▸ **WHAT IS BEING ASKED**:
Leave out all lines before the one containing "if joined >", and copy that line and all the rest below it exactly.

▸ **DATA PROVIDED**:

//! Candidate elimination
//!
//! Narrows a word bank to the words consistent with one round of hints.

use crate::core::{Hint, HintSequence, Word, WordBank};

/// Check whether a word satisfies every per-position constraint of `hints`
///
/// - `Exact` requires the same letter at that position.
/// - `Present` requires the letter somewhere in the word, including at that
///   same position.
/// - `Absent` requires the letter nowhere in the word.
#[must_use]
pub fn is_consistent(word: &Word, hints: &HintSequence) -> bool {
    hints
        .iter()
        .enumerate()
        .all(|(position, (hint, letter))| match hint {
            Hint::Exact => word.char_at(position) == letter,
            Hint::Present => word.has_letter(letter),
            Hint::Absent => !word.has_letter(letter),
        })
}

/// Remove every candidate inconsistent with `hints`
///
/// The constraints are a conjunction, so the result does not depend on the
/// order they are checked in. An empty result is legal.
///
/// # Examples
/// ```
/// use wordle_greedy::core::{evaluate, Word, WordBank};
/// use wordle_greedy::solver::pare;
///
/// let bank: WordBank = ["abbey", "table", "chair", "amber", "belay"]
///     .iter()
///     .map(|w| Word::new(*w).unwrap())
///     .collect();
/// let hints = evaluate(b"belay", b"abbey").unwrap();
///
/// let narrowed = pare(&bank, &hints);
/// assert_eq!(narrowed.len(), 1);
/// assert_eq!(narrowed.words()[0].text(), "abbey");
/// ```
#[must_use]
pub fn pare(bank: &WordBank, hints: &HintSequence) -> WordBank {
    bank.retain_matching(|word| is_consistent(word, hints))
}
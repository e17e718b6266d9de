//! Display functions for command results

use super::formatters::{colored_guess, hints_to_emoji};
use crate::commands::SolveResult;
use crate::core::HintSequence;
use crate::game::{GameState, LossCause, Renderer};
use colored::Colorize;

/// Prints each round's guess with colored letters, one line per round
#[derive(Debug, Default, Clone, Copy)]
pub struct ColorRenderer;

impl Renderer for ColorRenderer {
    fn render(&mut self, hints: &HintSequence) {
        println!("{}", colored_guess(hints));
    }
}

/// One-line outcome report for a finished session
#[must_use]
pub fn outcome_message(state: GameState, guess_limit: usize) -> String {
    match state {
        GameState::Won { rounds } => format!("Success in {rounds}/{guess_limit}"),
        GameState::Lost(LossCause::OutOfGuesses) => "Failure".to_string(),
        GameState::Lost(cause @ LossCause::EmptyBank) => format!("Failure: {cause}"),
        GameState::InProgress => "In progress".to_string(),
    }
}

/// Print the result of solving a word
///
/// With `verbose`, each round's emoji summary follows the outcome.
pub fn print_solve_result(result: &SolveResult, verbose: bool) {
    let message = outcome_message(result.state, result.guess_limit);
    if result.success() {
        println!("{}", message.green().bold());
    } else {
        println!("{}", message.red().bold());
    }

    if verbose {
        println!(
            "\n{} from {} candidates",
            result.target.to_uppercase().bright_yellow().bold(),
            result.initial_candidates
        );
        for (i, hints) in result.guesses.iter().enumerate() {
            println!(
                "  Turn {}: {} {}",
                i + 1,
                hints.guess().to_uppercase(),
                hints_to_emoji(hints)
            );
        }
    }
}

#[cfg(test)]
mod tests {
    use super::*;

    #[test]
    fn won_reports_round_count() {
        assert_eq!(
            outcome_message(GameState::Won { rounds: 2 }, 6),
            "Success in 2/6"
        );
    }

    #[test]
    fn out_of_guesses_is_plain_failure() {
        assert_eq!(
            outcome_message(GameState::Lost(LossCause::OutOfGuesses), 6),
            "Failure"
        );
    }

    #[test]
    fn empty_bank_names_the_cause() {
        assert_eq!(
            outcome_message(GameState::Lost(LossCause::EmptyBank), 6),
            "Failure: no candidates remain"
        );
    }
}
impl WorkerPool {
    /// Starts the pool's worker threads.
    pub fn new(config: PoolConfig) -> PoolResult<Self> {
        config.validate()?;

        let shared = Arc::new(Shared {
            queue: Mutex::new(Queue {
                jobs: VecDeque::with_capacity(config.queue_capacity),
                shutdown: false,
            }),
            not_empty: Condvar::new(),
            not_full: Condvar::new(),
            capacity: config.queue_capacity,
            completed: AtomicU64::new(0),
            panicked: AtomicU64::new(0),
            dropped: AtomicU64::new(0),
        });

        let mut handles = Vec::with_capacity(config.workers);
        for i in 0..config.workers {
            let worker_shared = Arc::clone(&shared);
            let spawned = std::thread::Builder::new()
                .name(format!("{}-{i}", config.thread_name))
                .spawn(move || worker_loop(&worker_shared));
            match spawned {
                Ok(handle) => handles.push(handle),
                Err(e) => {
                    // Stop the workers already started before bailing out.
                    shared.queue.lock().shutdown = true;
                    shared.not_empty.notify_all();
                    for handle in handles {
                        let _ = handle.join();
                    }
                    return Err(PoolError::spawn_failed(e.to_string()));
                }
            }
        }

        info!(
            workers = config.workers,
            queue_capacity = config.queue_capacity,
            "worker pool started"
        );

        Ok(Self {
            shared,
            workers: Mutex::new(handles),
            worker_count: config.workers,
        })
    }

    /// Enqueues a job, blocking while the queue is full.
    ///
    /// Returns [`PoolError::ShuttingDown`] once shutdown began, including
    /// when shutdown starts while this call is waiting for space.
    pub fn submit(&self, job: Job) -> PoolResult<()> {
        let mut queue = self.shared.queue.lock();
        while !queue.shutdown && queue.jobs.len() >= self.shared.capacity {
            self.shared.not_full.wait(&mut queue);
        }
        if queue.shutdown {
            return Err(PoolError::ShuttingDown);
        }
        queue.jobs.push_back(job);
        drop(queue);
        self.shared.not_empty.notify_one();
        Ok(())
    }

    /// Enqueues a job without waiting.
    pub fn try_submit(&self, job: Job) -> PoolResult<()> {
        let mut queue = self.shared.queue.lock();
        if queue.shutdown {
            return Err(PoolError::ShuttingDown);
        }
        if queue.jobs.len() >= self.shared.capacity {
            record_pool_job(JobOutcome::Rejected);
            return Err(PoolError::QueueFull(self.shared.capacity));
        }
        queue.jobs.push_back(job);
        drop(queue);
        self.shared.not_empty.notify_one();
        Ok(())
    }

    /// Stops the pool and joins every worker.
    ///
    /// Queued jobs are dropped without running; the number dropped is
    /// returned. Jobs already running finish first. Later calls return 0.
    pub fn shutdown(&self) -> usize {
        let dropped = {
            let mut queue = self.shared.queue.lock();
            if queue.shutdown {
                0
            } else {
                queue.shutdown = true;
                let dropped = queue.jobs.len();
                queue.jobs.clear();
                dropped
            }
        };
        self.shared.not_empty.notify_all();
        self.shared.not_full.notify_all();

        if dropped > 0 {
            self.shared
                .dropped
                .fetch_add(dropped as u64, Ordering::Relaxed);
            for _ in 0..dropped {
                record_pool_job(JobOutcome::Dropped);
            }
            warn!(dropped, "worker pool discarded queued jobs at shutdown");
        }

        let handles = std::mem::take(&mut *self.workers.lock());
        let current = std::thread::current().id();
        let joined = handles.len();
        for handle in handles {
            if handle.thread().id() == current {
                continue;
            }
            if handle.join().is_err() {
                error!("worker thread terminated abnormally");
            }
        }
        if joined > 0 {
            info!(workers = joined, "worker pool stopped");
        }
        dropped
    }

    /// Returns true once shutdown began.
    pub fn is_shutdown(&self) -> bool {
        self.shared.queue.lock().shutdown
    }

    /// Returns current statistics.
    pub fn stats(&self) -> PoolStats {
        let queued = self.shared.queue.lock().jobs.len();
        PoolStats {
            workers: self.worker_count,
            queued,
            completed: self.shared.completed.load(Ordering::Relaxed),
            panicked: self.shared.panicked.load(Ordering::Relaxed),
            dropped: self.shared.dropped.load(Ordering::Relaxed),
        }
    }

    /// Returns the queue capacity.
    pub fn capacity(&self) -> usize {
        self.shared.capacity
    }
}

▸ **RESULT**:
        if joined > 0 {
            info!(workers = joined, "worker pool stopped");
        }
        dropped
    }

    /// Returns true once shutdown began.
    pub fn is_shutdown(&self) -> bool {
        self.shared.queue.lock().shutdown
    }

    /// Returns current statistics.
    pub fn stats(&self) -> PoolStats {
        let queued = self.shared.queue.lock().jobs.len();
        PoolStats {
            workers: self.worker_count,
            queued,
            completed: self.shared.completed.load(Ordering::Relaxed),
            panicked: self.shared.panicked.load(Ordering::Relaxed),
            dropped: self.shared.dropped.load(Ordering::Relaxed),
        }
    }

    /// Returns the queue capacity.
    pub fn capacity(&self) -> usize {
        self.shared.capacity
    }
}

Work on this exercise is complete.